(Source material begins)
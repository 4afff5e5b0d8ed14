//! # Playground Core
//!
//! Scene document model and direct-manipulation controller for the
//! drag-and-drop playground editor. Compiles to WASM for the browser host.
//!
//! ## Architecture
//!
//! ```text
//! ┌───────────────────────────────────────────────┐
//! │              playground-core.wasm             │
//! ├───────────────────────────────────────────────┤
//! │  Element Registry   │  Gesture Controller     │
//! │  - Variant defaults │  - Move (frame-batched) │
//! │  - Panel catalogues │  - Resize (min 50px)    │
//! │                     │  - Click / Delete key   │
//! ├───────────────────────────────────────────────┤
//! │  Document Store     │  Persistence Adapter    │
//! │  - Elements         │  - Snapshot codec       │
//! │  - Selection        │  - Memory / file /      │
//! │  - Revision counter │    localStorage slots   │
//! └───────────────────────────────────────────────┘
//! ```
//!
//! The presentation layer resolves DOM events into [`InputEvent`]s and
//! supplies bounding boxes through [`BoundsProvider`]; it never mutates the
//! [`Document`] except through the operations exposed here.

#![forbid(unsafe_code)]
#![deny(missing_docs)]
#![deny(clippy::all)]
#![deny(clippy::pedantic)]
#![allow(clippy::module_name_repetitions)]

pub mod config;
pub mod document;
pub mod editor;
pub mod element;
pub mod error;
pub mod event;
pub mod geometry;
pub mod gesture;
pub mod persistence;
pub mod registry;

#[cfg(feature = "wasm")]
pub mod wasm;

pub use config::EditorConfig;
pub use document::Document;
pub use editor::Editor;
pub use element::{
    AttributePatch, Element, ElementId, ElementKind, ImageAttributes, ImagePatch, Position,
    ShapeAttributes, ShapePatch, Size, TextAttributes, TextPatch, Variant,
};
pub use error::{PlaygroundError, PlaygroundResult};
pub use event::{HitTarget, InputEvent, PointerButton, PointerEvent, PointerPhase};
pub use geometry::{BoundsProvider, FixedCanvas, Point, Rect};
pub use gesture::{GestureController, GestureState, Propagation, DELETE_KEY, MIN_ELEMENT_SIZE};
pub use persistence::{
    FileSnapshotStore, LoadOutcome, MemorySnapshotStore, Persistence, SnapshotStore,
    DEFAULT_STORAGE_KEY,
};
pub use registry::ShapePreset;

/// Playground core version
pub const VERSION: &str = env!("CARGO_PKG_VERSION");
(Source material ends)
#### What to do
Filter the records above and copy every line that contains the word "InputEvent".

#### Completed task
//! The presentation layer resolves DOM events into [`InputEvent`]s and
pub use event::{HitTarget, InputEvent, PointerButton, PointerEvent, PointerPhase};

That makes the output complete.